Battle Cadence (D 396): Slide the beneficiary of your Majestic Word an extra square and give them an untyped +2 bonus to their next damage roll as well. Pretty good on its own, but it can become amazing in Paragon Tier with melee allies taking Agile Opportunist. Now when you heal with Majestic Word, you can slide your ally one square, then the second square back to where they were before, triggering their attack without them having to give up an ideal position. Very nice. Wayfarer Note: It's debated whether this feat works with Bardic Wayfarer's Majestic Word teleport.

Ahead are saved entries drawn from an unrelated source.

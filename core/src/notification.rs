//! Passenger notifications derived from baggage status changes.

use crate::event::BaggageStateChangeEvent;
use crate::status::BaggageStatus;
use crate::types::{BaggageId, EventId, NotificationId, PassengerId};
use chrono::{DateTime, Utc};
use serde::{Deserialize, Serialize};

/// A notification shown to a passenger.
///
/// At most one exists per `source_event_id`; storage enforces this with a
/// uniqueness constraint. Never mutated after creation.
#[derive(Clone, Debug, PartialEq, Eq, Serialize, Deserialize)]
#[serde(rename_all = "camelCase")]
pub struct Notification {
    /// Identity of the notification.
    pub notification_id: NotificationId,
    /// Recipient.
    pub passenger_id: PassengerId,
    /// The bag the notification is about.
    pub baggage_id: BaggageId,
    /// Human-readable text.
    pub message: String,
    /// When the notification was created.
    pub created_at: DateTime<Utc>,
    /// The event that produced this notification.
    pub source_event_id: EventId,
}

/// Maps status change events to notifications.
///
/// Stateless; id and timestamp are supplied by the caller so that `build`
/// stays a pure function.
#[derive(Clone, Copy, Debug, Default)]
pub struct NotificationBuilder;

impl NotificationBuilder {
    /// Create a builder.
    #[must_use]
    pub const fn new() -> Self {
        Self
    }

    /// Message text for a change into `new_status`.
    #[must_use]
    pub fn message(previous_status: Option<BaggageStatus>, new_status: BaggageStatus) -> String {
        let base = match new_status {
            BaggageStatus::Registered => "Your baggage has been registered.",
            BaggageStatus::CheckedIn => "Your baggage has been checked in.",
            BaggageStatus::Loaded => "Your baggage has been loaded onto the aircraft.",
            BaggageStatus::InTransit => "Your baggage is in transit.",
            BaggageStatus::Arrived => {
                "Your baggage has arrived and will be available at the baggage claim shortly."
            }
            BaggageStatus::Claimed => "Your baggage has been claimed.",
            BaggageStatus::Lost => {
                "Your baggage has been reported lost; our team will contact you."
            }
        };
        match (new_status, previous_status) {
            (BaggageStatus::Lost, Some(previous)) => {
                format!("{base} Last known status: {}.", previous.describe())
            }
            _ => base.to_string(),
        }
    }

    /// Build the notification for `event`.
    #[must_use]
    pub fn build(
        &self,
        event: &BaggageStateChangeEvent,
        notification_id: NotificationId,
        created_at: DateTime<Utc>,
    ) -> Notification {
        Notification {
            notification_id,
            passenger_id: event.passenger_id,
            baggage_id: event.baggage_id,
            message: Self::message(event.previous_status, event.new_status),
            created_at,
            source_event_id: event.event_id,
        }
    }
}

Battle Song Expertise (D 402): This is the Bard-specific member of the Expertise family, and it's the Expertise of choice for Bards who use heavy blades, light blades, wands or instruments. It applies its feat bonus correction to attack rolls for all attacks using a weapon (including implement attacks) as well as for wands, songblades and instruments. And its secondary benefit is quite nice, too: An extra square of forced movement for all applicable Bard and Bard PP attack powers.
Combat Virtuoso (AP): Not everyone will need to take it, obviously, but it opens up tons of options for multiclassing or a Half-Elf's Dilletante power that you wouldn't have even thought of otherwise. Note, however, that it does NOT affect paragon path powers or powers gained through the Eternal Seeker epic destiny.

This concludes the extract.